CT Case 034
A 70-year-old man presents with sudden onset of severe epigastric pain, radiating to his back.
His vitals are HR 85, BP 175/90, Sats 99% RA, RR 22, and he is afebrile
As part of his work-up he has a CT aortogram to exclude an aortic dissection.
Describe and interpret the CT images
CT INTERPRETATION
There is an acute aortic intramural haematoma (IMH) involving the descending aorta.
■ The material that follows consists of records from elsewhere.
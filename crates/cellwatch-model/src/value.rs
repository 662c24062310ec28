use serde::{Deserialize, Serialize};

/// A cell's stored scalar value.
///
/// Timestamps are carried as ISO-8601 [`CellScalar::Text`]; the coercion
/// happens at extraction time so that fingerprinting and diffing only ever see
/// plain scalars.
#[derive(Debug, Clone, PartialEq, Serialize, Deserialize)]
#[serde(untagged)]
pub enum CellScalar {
    Bool(bool),
    Int(i64),
    Number(f64),
    Text(String),
}

impl CellScalar {
    /// The string form used for value comparison and audit records.
    pub fn to_display_string(&self) -> String {
        match self {
            CellScalar::Bool(b) => b.to_string(),
            CellScalar::Int(i) => i.to_string(),
            CellScalar::Number(n) => n.to_string(),
            CellScalar::Text(s) => s.clone(),
        }
    }

    /// Parse a raw `<v>` payload of a numeric cell.
    ///
    /// Integral values are kept exact as [`CellScalar::Int`]; everything else
    /// falls back to `f64`.
    pub fn from_numeric_text(text: &str) -> Option<Self> {
        let text = text.trim();
        if let Ok(i) = text.parse::<i64>() {
            return Some(CellScalar::Int(i));
        }
        text.parse::<f64>().ok().map(CellScalar::Number)
    }
}

impl From<&str> for CellScalar {
    fn from(s: &str) -> Self {
        CellScalar::Text(s.to_string())
    }
}

impl From<String> for CellScalar {
    fn from(s: String) -> Self {
        CellScalar::Text(s)
    }
}

impl From<i64> for CellScalar {
    fn from(i: i64) -> Self {
        CellScalar::Int(i)
    }
}

impl From<f64> for CellScalar {
    fn from(n: f64) -> Self {
        CellScalar::Number(n)
    }
}

impl From<bool> for CellScalar {
    fn from(b: bool) -> Self {
        CellScalar::Bool(b)
    }
}

#[cfg(test)]
mod tests {
    use super::*;

    #[test]
    fn numeric_text_keeps_integers_exact() {
        assert_eq!(CellScalar::from_numeric_text("42"), Some(CellScalar::Int(42)));
        assert_eq!(
            CellScalar::from_numeric_text("-7"),
            Some(CellScalar::Int(-7))
        );
        assert_eq!(
            CellScalar::from_numeric_text("3.25"),
            Some(CellScalar::Number(3.25))
        );
        assert_eq!(CellScalar::from_numeric_text("abc"), None);
    }

    #[test]
    fn untagged_serde_round_trips_bare_scalars() {
        let json = serde_json::to_string(&CellScalar::Int(5)).unwrap();
        assert_eq!(json, "5");
        let back: CellScalar = serde_json::from_str("5").unwrap();
        assert_eq!(back, CellScalar::Int(5));

        let json = serde_json::to_string(&CellScalar::Text("hello".into())).unwrap();
        assert_eq!(json, "\"hello\"");

        let back: CellScalar = serde_json::from_str("true").unwrap();
        assert_eq!(back, CellScalar::Bool(true));
    }
}
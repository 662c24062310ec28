//! Semantic cell-level diffing between a stored baseline and a fresh snapshot.
//!
//! The differ never inspects cells when the content fingerprints already
//! match, filters the object-identity churn that array formulas used to cause
//! (equal formula text on both sides is never a change), and annotates
//! `[n]Name!` external references with the workbook paths they point at.

use std::collections::BTreeSet;
use std::sync::OnceLock;

use regex::{Captures, Regex};
use tracing::debug;

use cellwatch_model::{
    fingerprint, parse_a1, Baseline, CellChange, CellEntry, CellModel, ExternalRefMap, Sheet,
};

/// Compute the cell-level changes from `stored` to `current`.
///
/// The returned order is deterministic (worksheet name, then row-major
/// coordinate) but is not part of the contract.
pub fn diff_cells(stored: &Baseline, current: &CellModel) -> Vec<CellChange> {
    // Fast path: identical fingerprints mean an empty diff by definition.
    if fingerprint(current) == stored.content_hash {
        debug!("content fingerprint unchanged, skipping cell comparison");
        return Vec::new();
    }

    let old_sheets = stored.cells.as_sorted_map();
    let new_sheets = current.as_sorted_map();

    let sheet_names: BTreeSet<&str> = old_sheets.keys().chain(new_sheets.keys()).copied().collect();

    static EMPTY: OnceLock<Sheet> = OnceLock::new();
    let empty = EMPTY.get_or_init(Sheet::new);

    let mut changes = Vec::new();
    for name in sheet_names {
        let old_cells = old_sheets.get(name).copied().unwrap_or(empty);
        let new_cells = new_sheets.get(name).copied().unwrap_or(empty);

        let mut coords: Vec<&str> = old_cells
            .keys()
            .chain(new_cells.keys())
            .map(|s| s.as_str())
            .collect::<BTreeSet<_>>()
            .into_iter()
            .collect();
        coords.sort_by_key(|label| parse_a1(label));

        for coord in coords {
            let old = old_cells.get(coord);
            let new = new_cells.get(coord);
            if let Some(change) = compare_cell(name, coord, old, new) {
                changes.push(change);
            }
        }
    }

    changes
}

/// Diff plus external-reference annotation of the surviving changes.
pub fn diff_report(
    stored: &Baseline,
    current: &CellModel,
    external_refs: &ExternalRefMap,
) -> Vec<CellChange> {
    let mut changes = diff_cells(stored, current);
    if !external_refs.is_empty() {
        for change in &mut changes {
            if let Some(formula) = change.old_formula.take() {
                change.old_formula = Some(annotate_external_refs(&formula, external_refs));
            }
            if let Some(formula) = change.new_formula.take() {
                change.new_formula = Some(annotate_external_refs(&formula, external_refs));
            }
        }
    }
    changes
}

fn compare_cell(
    worksheet: &str,
    coordinate: &str,
    old: Option<&CellEntry>,
    new: Option<&CellEntry>,
) -> Option<CellChange> {
    let old_formula = old.and_then(|e| e.formula.as_deref());
    let new_formula = new.and_then(|e| e.formula.as_deref());
    let old_value = old.and_then(CellEntry::value_text);
    let new_value = new.and_then(CellEntry::value_text);

    if old_formula == new_formula && old_value == new_value {
        return None;
    }

    // Two readings of the same stored formula must compare equal: when both
    // sides carry the same formula text, any residual value difference is a
    // calculation artifact, not a semantic edit.
    if let (Some(old_f), Some(new_f)) = (old_formula, new_formula) {
        if old_f == new_f {
            return None;
        }
    }

    Some(CellChange {
        worksheet: worksheet.to_string(),
        coordinate: coordinate.to_string(),
        old_formula: old_formula.map(str::to_string),
        old_value,
        new_formula: new_formula.map(str::to_string),
        new_value,
    })
}

/// Rewrite `[n]Name!` tokens with the workbook path behind index `n`.
///
/// `=[1]Data!A1` becomes `=[external1: source.xlsx]Data!A1` when the map has
/// an entry for 1; unmapped indices pass through untouched. Idempotent on
/// formulas without such tokens.
pub fn annotate_external_refs(formula: &str, external_refs: &ExternalRefMap) -> String {
    static TOKEN: OnceLock<Regex> = OnceLock::new();
    let token = TOKEN.get_or_init(|| Regex::new(r"\[(\d+)\]([^\[\]!]+)!").expect("valid pattern"));

    token
        .replace_all(formula, |caps: &Captures<'_>| {
            let index: u32 = match caps[1].parse() {
                Ok(n) => n,
                Err(_) => return caps[0].to_string(),
            };
            match external_refs.get(&index) {
                Some(href) => format!("[external{index}: {href}]{}!", &caps[2]),
                None => caps[0].to_string(),
            }
        })
        .into_owned()
}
It is seen as hyperdense crescentic eccentric thickening of the aortic wall which does not enhance on aortogram.
The haematoma starts from the level of the aortic isthmus (anatomically located between the origin of the subclavian artery and the ligamentum arteriosum) and continues until just above the coeliac trunk.
There is a small left pleural effusion.
There is no dissection flap or intimal tear seen.
On additional views the was no sign of involvement of the ascending aorta, aortic root or coronary arteries.
CLINICAL CORRELATION
An aortic intramural haematoma is part of the spectrum of acute aortic syndrome
The Acute aortic syndromes comprise;
- Aortic dissection
- Intramural haematoma (IMH)
- Penetrating atherosclerotic ulcer
Pathogenesis of IMH
An intramural haematoma is confined within the medial layer of the aorta (the tunica media) in the absence of a detectable intimal tear, which is the key difference between IMH and aortic dissection.
The definite mechanism of intramural haematoma formation is unclear. Two mechanisms have been described; rupture caused by penetrating atherosclerotic ulcer and spontaneous rupture of the vasa vasorum vessels within the tunica media.
An intramural haematoma can be a precursor to aortic dissection or rupture.
Classification
As with aortic dissections, intramural haematomas are categorised according to the Stanford classification.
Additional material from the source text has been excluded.